Another topic that I feel pretty passionately about on a personal scale falls into the category of social rather than legal control – abortion. I find it amusing that many of the most vocal supporters of abortion on the left feel that any expression of social disapproval of abortion is tantamount to a ban. They’d get a lot more support from the right-of-center if they dropped stupidities such as asking for teens to be granted abortions without parental consent. I’d like to see abortion kept legal, but I don’t mind public scorn heaped upon those who would use it as casual birth control. That interaction between laws and ethics keeps society on an even keel without the threat of micromanagement.
But being the mathematically oriented scientist that I am, I immediately wondered what the boundary conditions are for such an approach. In other words, the Mockus mimes would wind up in a ditch with their throats cut in Mogadishu. So I began to construct a model in my head. The first term is the number of good people being kept down by the Tragedy of the Commons. Bogota obviously had a good number of citizens who were willing to play by the rules, or the mimes would have had the life expectancy of a bunny made of cheese.
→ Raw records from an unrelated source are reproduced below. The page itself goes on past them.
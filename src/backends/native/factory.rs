// Copyright (c) 2025 Steve Wagner (ciroque@live.com)
// SPDX-License-Identifier: MIT

use std::collections::HashMap;
use std::sync::Arc;

use super::producers::{ConsoleProducer, DiscardProducer, FileProducer};
use crate::errors::BackendError;
use crate::traits::Producer;

/// Builds a native producer for an output from its configuration payload.
pub type NativeConstructor =
    Arc<dyn Fn(&str, &serde_json::Value) -> Result<Arc<dyn Producer>, BackendError> + Send + Sync>;

/// Factory for in-process producers, keyed by implementation name.
///
/// The implementation name is taken from the `impl` field of the output's
/// configuration payload and defaults to the output name:
/// - "console" -> [`ConsoleProducer`]
/// - "discard" -> [`DiscardProducer`]
/// - "file" -> [`FileProducer`] (requires `path`)
///
/// Embedders can [`register`](Self::register) further implementations.
#[derive(Clone, Default)]
pub struct NativeProducerFactory {
    constructors: HashMap<String, NativeConstructor>,
}

impl NativeProducerFactory {
    /// Factory with no implementations registered.
    pub fn new() -> Self {
        Self::default()
    }

    pub fn with_builtins() -> Self {
        let mut factory = Self::new();
        factory.register("console", console);
        factory.register("discard", discard);
        factory.register("file", file);
        factory
    }

    /// Register (or replace) an implementation.
    pub fn register<F>(&mut self, impl_name: &str, constructor: F)
    where
        F: Fn(&str, &serde_json::Value) -> Result<Arc<dyn Producer>, BackendError>
            + Send
            + Sync
            + 'static,
    {
        self.constructors
            .insert(impl_name.to_string(), Arc::new(constructor));
    }

    /// Create the producer for `output`.
    pub fn create_producer(
        &self,
        output: &str,
        config: &serde_json::Value,
    ) -> Result<Arc<dyn Producer>, BackendError> {
        let impl_name = config
            .get("impl")
            .and_then(|v| v.as_str())
            .unwrap_or(output);

        let constructor = self
            .constructors
            .get(impl_name)
            .ok_or_else(|| BackendError::UnknownNative(impl_name.to_string()))?;

        constructor(output, config)
    }

    /// Registered implementation names, sorted.
    pub fn list_available_implementations(&self) -> Vec<String> {
        let mut names: Vec<String> = self.constructors.keys().cloned().collect();
        names.sort();
        names
    }

    pub fn is_implementation_available(&self, impl_name: &str) -> bool {
        self.constructors.contains_key(impl_name)
    }
}

fn console(output: &str, _: &serde_json::Value) -> Result<Arc<dyn Producer>, BackendError> {
    Ok(Arc::new(ConsoleProducer::new(output)))
}

fn discard(_: &str, _: &serde_json::Value) -> Result<Arc<dyn Producer>, BackendError> {
    Ok(Arc::new(DiscardProducer::new()))
}

fn file(output: &str, config: &serde_json::Value) -> Result<Arc<dyn Producer>, BackendError> {
    Ok(Arc::new(FileProducer::from_config(output, config)?))
}
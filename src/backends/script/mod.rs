// Copyright (c) 2025 Steve Wagner (ciroque@live.com)
// SPDX-License-Identifier: MIT

//! Embedded Rhai sandbox backend.

pub mod producer;

pub use producer::ScriptProducer;
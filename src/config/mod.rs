// Copyright (c) 2025 Steve Wagner (ciroque@live.com)
// SPDX-License-Identifier: MIT

mod loader;
mod validation;

pub mod consts;
pub mod duration;

pub use loader::{
    load_and_validate_config, load_config, BackendKind, Config, EmitterConfig, OutputConfig,
    TickConfig,
};
pub use validation::validate_config;
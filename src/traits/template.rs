// Copyright (c) 2025 Steve Wagner (ciroque@live.com)
// SPDX-License-Identifier: MIT

use crate::errors::TemplateError;
use crate::templates::RenderContext;

/// Text producer bound to generation state.
pub trait Template: Send + Sync {
    /// Render without a per-record context (key templates).
    fn execute(&self) -> Result<String, TemplateError>;

    /// Render against a per-record context; side effects such as setting the
    /// record key or headers land in `context`.
    fn execute_with(&self, context: &RenderContext) -> Result<String, TemplateError>;

    fn name(&self) -> &str;
}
The other term is related to the size, tenacity, and propensity for violence of the opposition. If the behavior results in a material or status gain for the offenders, mimes are not going to work – penalties have to be stiffer than social opprobrium to deter drug dealers. The Mockus approach also will not work if the offenders are generally not really getting anything out of their behavior but are generally prone to violence, as in, say the crowd that Rob The Bouncer describes as gathering on the streets of the Meatpacking District after the Chelsea clubs close, well, you can easily envision a bunch of drunken Guidos playing mime-soccer round about 4:00AM on a Saturday morning on the streets of NYC. PETA instinctively recognizes this dynamic – PETA supporters throw paint on rich women wearing furs, but ignore leather-wearing Hell’s Angels.
As Shannon mentioned, a rational libertarian has to look at any particular social problem and its proposed solution as one step on an evolutionary trajectory. What works in one situation will not work in another, and even the libertarian ideology itself is based upon an assumed set of boundaries for social interactions.
3 thoughts on “What are You Going to Do About It?”
I too, though hardly a Libertarian, do not want the govt to monitor and regulate behavior. One need not be an L to dislike govt interference. But I do like oversight and regulation in any number of matters to ensure a well-regulated society. To cite but something close to your home: do you approve of accrediting agencies, in part monitored and/or regulated by the govt (Dept of Ed) or would you do away with accrediting agencies for schools at every level?
An interesting counterpoint to this post is the articles on Slate “American Lawbreaking” by Tim Wu.
Prof. Wu makes the point that one of the mechanisms society employs to deal with the mass of obsolete laws is to simply ignore them.
I’m thinking of the situations we face so often in traffic. Given the numbers of vehicles on the road, there is very little social cost to acting like a jerk. Being inside a car grants people the anonimity to act like jerks. Tailgating and cutting people off on a crowded highway happens all the time. does it happen very often in a residential area where ther is a likelihood of the person you affront being your neighbor?
To make matters worse, attempting to enforce the norms of good behavior often has the opposite effect. I’m thinking of left lane speed enforcers, or the times someone has cut me off and have sped up and cut them off to give them a taste of their own medicine.